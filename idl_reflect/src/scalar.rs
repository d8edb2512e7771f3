/* Little-endian scalars that can live in a buffer */

pub trait Scalar: Copy + PartialEq {
    const SIZE: usize;

    fn write_le(self, out: &mut [u8]);
    fn read_le(bytes: &[u8]) -> Self;
}

macro_rules! impl_scalar {
    ($($ty:ty),*) => {
        $(
            impl Scalar for $ty {
                const SIZE: usize = std::mem::size_of::<$ty>();

                fn write_le(self, out: &mut [u8]) {
                    out[..Self::SIZE].copy_from_slice(&self.to_le_bytes());
                }

                fn read_le(bytes: &[u8]) -> Self {
                    let mut raw = [0u8; std::mem::size_of::<$ty>()];
                    raw.copy_from_slice(&bytes[..Self::SIZE]);
                    <$ty>::from_le_bytes(raw)
                }
            }
        )*
    };
}

impl_scalar!(u8, i8, u16, i16, u32, i32, u64, i64, f32, f64);

impl Scalar for bool {
    const SIZE: usize = 1;

    fn write_le(self, out: &mut [u8]) {
        out[0] = self as u8;
    }

    fn read_le(bytes: &[u8]) -> Self {
        bytes[0] != 0
    }
}
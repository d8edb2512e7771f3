/* Reflective runtime for the 64-bit-offset buffer format.
 *
 * Builds and reads buffers with the same layout the generated C# code uses,
 * driven by a resolved schema instead of generated types.
 */

pub mod buffer;
pub mod builder;
pub mod errors;
pub mod lookup;
pub mod object;
pub mod reflect;
pub mod scalar;
pub mod value;

pub use buffer::{Buffer, StructView, TableView, VectorView};
pub use builder::{voffset, BufferBuilder, UOffset};
pub use errors::{ReflectError, ReflectResult};
pub use lookup::{create_sorted_vector_of, key_from_value, key_of, lookup_by_key, KeyValue};
pub use object::{pack_table, struct_bytes, unpack_struct, unpack_table};
pub use reflect::Reflector;
pub use value::Value;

-- Instructions for the task --
What is needed is each line from the records with the word "object" in it.

-- Output below --
pub mod object;
pub use object::{pack_table, struct_bytes, unpack_struct, unpack_table};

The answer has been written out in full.